_Instructions to follow:_ The required output is every line from the beginning of the entries below through the line that includes "let subjects: Vec<Subject>", copied exactly.

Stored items

·····

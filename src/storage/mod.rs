//! Snapshot files: the whole batch as one JSON array per run, named
//! `{stem}_{YYYY-MM-DD-HH-MM-SS}.json` under the output directory.

use crate::models::{ScoreRecord, Subject};
use anyhow::{Context, Result};
use chrono::Local;
use std::fs;
use std::path::{Path, PathBuf};
use tracing::{debug, info};

pub struct SnapshotStore {
    dir: PathBuf,
}

impl SnapshotStore {
    pub fn open(dir: &Path) -> Result<Self> {
        fs::create_dir_all(dir).with_context(|| format!("Could not create dir {:?}", dir))?;
        Ok(Self {
            dir: dir.to_path_buf(),
        })
    }

    /// Write a new timestamped snapshot; never overwrites an older one.
    pub fn write(&self, stem: &str, subjects: &[Subject]) -> Result<PathBuf> {
        let stamp = Local::now().format("%Y-%m-%d-%H-%M-%S");
        let mut path = self.dir.join(format!("{}_{}.json", stem, stamp));
        let mut n = 1;
        while path.exists() {
            path = self.dir.join(format!("{}_{}_{}.json", stem, stamp, n));
            n += 1;
        }

        let json = serde_json::to_string_pretty(subjects).context("Serializing snapshot")?;
        fs::write(&path, json).with_context(|| format!("Writing {:?}", path))?;

        info!("Snapshot: {} subjects → {:?}", subjects.len(), path);
        Ok(path)
    }

    pub fn read(&self, path: &Path) -> Result<Vec<Subject>> {
        let raw = fs::read_to_string(path).with_context(|| format!("Reading {:?}", path))?;
        let subjects: Vec<Subject> =
            serde_json::from_str(&raw).with_context(|| format!("Parsing snapshot {:?}", path))?;
        debug!("{:?}: {} subjects", path, subjects.len());
        Ok(subjects)
    }

    /// Most recently modified snapshot for `stem`, if any.
    pub fn latest(&self, stem: &str) -> Result<Option<PathBuf>> {
        let prefix = format!("{}_", stem);
        let mut candidates = Vec::new();

        for entry in fs::read_dir(&self.dir)? {
            let path = entry?.path();
            let matches = path.is_file()
                && path.extension().map(|e| e == "json").unwrap_or(false)
                && path
                    .file_name()
                    .and_then(|n| n.to_str())
                    .map(|n| n.starts_with(&prefix))
                    .unwrap_or(false);
            if matches {
                candidates.push((fs::metadata(&path)?.modified()?, path));
            }
        }

        // Same-second writes can share an mtime; the name breaks the tie.
        Ok(candidates.into_iter().max().map(|(_, p)| p))
    }

    pub fn read_latest(&self, stem: &str) -> Result<(PathBuf, Vec<Subject>)> {
        let path = self
            .latest(stem)?
            .with_context(|| format!("No snapshot named {}_*.json in {:?}", stem, self.dir))?;
        info!("Loading latest snapshot {:?}", path);
        let subjects = self.read(&path)?;
        Ok((path, subjects))
    }
}

/// Score table for the charting front-end.
pub fn export_scores_csv(path: &Path, scores: &[ScoreRecord]) -> Result<()> {
    let mut writer =
        csv::Writer::from_path(path).with_context(|| format!("Creating {:?}", path))?;

    writer.write_record([
        "user_name",
        "cognition_score",
        "attention_score",
        "norm_cognition_score",
        "norm_attention_score",
        "flags",
    ])?;

    let cell = |v: Option<f64>| v.map(|x| format!("{:.4}", x)).unwrap_or_default();
    for r in scores {
        writer.write_record([
            r.user_name.clone(),
            cell(r.cognition_score),
            cell(r.attention_score),
            cell(r.norm_cognition_score),
            cell(r.norm_attention_score),
            r.flags.join("; "),
        ])?;
    }

    writer.flush()?;
    info!("Scores: {} rows → {:?}", scores.len(), path);
    Ok(())
}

·····

_Finished task:_
filename src/storage/mod.rs
//! Snapshot files: the whole batch as one JSON array per run, named
//! `{stem}_{YYYY-MM-DD-HH-MM-SS}.json` under the output directory.

use crate::models::{ScoreRecord, Subject};
use anyhow::{Context, Result};
use chrono::Local;
use std::fs;
use std::path::{Path, PathBuf};
use tracing::{debug, info};

pub struct SnapshotStore {
    dir: PathBuf,
}

impl SnapshotStore {
    pub fn open(dir: &Path) -> Result<Self> {
        fs::create_dir_all(dir).with_context(|| format!("Could not create dir {:?}", dir))?;
        Ok(Self {
            dir: dir.to_path_buf(),
        })
    }

    /// Write a new timestamped snapshot; never overwrites an older one.
    pub fn write(&self, stem: &str, subjects: &[Subject]) -> Result<PathBuf> {
        let stamp = Local::now().format("%Y-%m-%d-%H-%M-%S");
        let mut path = self.dir.join(format!("{}_{}.json", stem, stamp));
        let mut n = 1;
        while path.exists() {
            path = self.dir.join(format!("{}_{}_{}.json", stem, stamp, n));
            n += 1;
        }

        let json = serde_json::to_string_pretty(subjects).context("Serializing snapshot")?;
        fs::write(&path, json).with_context(|| format!("Writing {:?}", path))?;

        info!("Snapshot: {} subjects → {:?}", subjects.len(), path);
        Ok(path)
    }

    pub fn read(&self, path: &Path) -> Result<Vec<Subject>> {
        let raw = fs::read_to_string(path).with_context(|| format!("Reading {:?}", path))?;
        let subjects: Vec<Subject> =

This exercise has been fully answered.